__Work order__. A single number is the answer: the count of lines below that contain "SubmitPasswordRequest".

__Data__.

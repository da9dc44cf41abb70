//! Login attempt endpoints.

use axum::extract::{Extension, Path};
use axum::Json;
use serde::Deserialize;

use crate::common::UserId;
use crate::domains::auth::models::AttemptSnapshot;
use crate::domains::auth::{LoginError, LoginOutcome};
use crate::server::app::AxumAppState;
use crate::server::ApiError;

#[derive(Debug, Deserialize)]
pub struct BeginLoginRequest {
    pub user_id: UserId,
    pub phone_number: String,
}

#[derive(Debug, Deserialize)]
pub struct SubmitCodeRequest {
    pub code: String,
}

#[derive(Debug, Deserialize)]
pub struct SubmitPasswordRequest {
    pub password: String,
}

pub async fn begin_login_handler(
    Extension(state): Extension<AxumAppState>,
    Json(req): Json<BeginLoginRequest>,
) -> Result<Json<LoginOutcome>, ApiError> {
    let outcome = state
        .manager
        .begin_login(req.user_id, &req.phone_number)
        .await?;
    Ok(Json(outcome))
}

pub async fn submit_code_handler(
    Extension(state): Extension<AxumAppState>,
    Path(user_id): Path<UserId>,
    Json(req): Json<SubmitCodeRequest>,
) -> Result<Json<LoginOutcome>, ApiError> {
    let outcome = state.manager.submit_code(user_id, &req.code).await?;
    Ok(Json(outcome))
}

pub async fn submit_password_handler(
    Extension(state): Extension<AxumAppState>,
    Path(user_id): Path<UserId>,
    Json(req): Json<SubmitPasswordRequest>,
) -> Result<Json<LoginOutcome>, ApiError> {
    let outcome = state.manager.submit_password(user_id, &req.password).await?;
    Ok(Json(outcome))
}

pub async fn cancel_login_handler(
    Extension(state): Extension<AxumAppState>,
    Path(user_id): Path<UserId>,
) -> Result<Json<LoginOutcome>, ApiError> {
    let outcome = state.manager.cancel_login(user_id).await?;
    Ok(Json(outcome))
}

/// Current state of the user's attempt. Never notifies.
pub async fn get_login_handler(
    Extension(state): Extension<AxumAppState>,
    Path(user_id): Path<UserId>,
) -> Result<Json<AttemptSnapshot>, ApiError> {
    state
        .manager
        .deps()
        .access
        .check(user_id)
        .map_err(LoginError::from)?;
    let snapshot = state
        .manager
        .attempt(user_id)
        .await
        .ok_or(LoginError::NoActiveAttempt)?;
    Ok(Json(snapshot))
}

__Written answer__. 2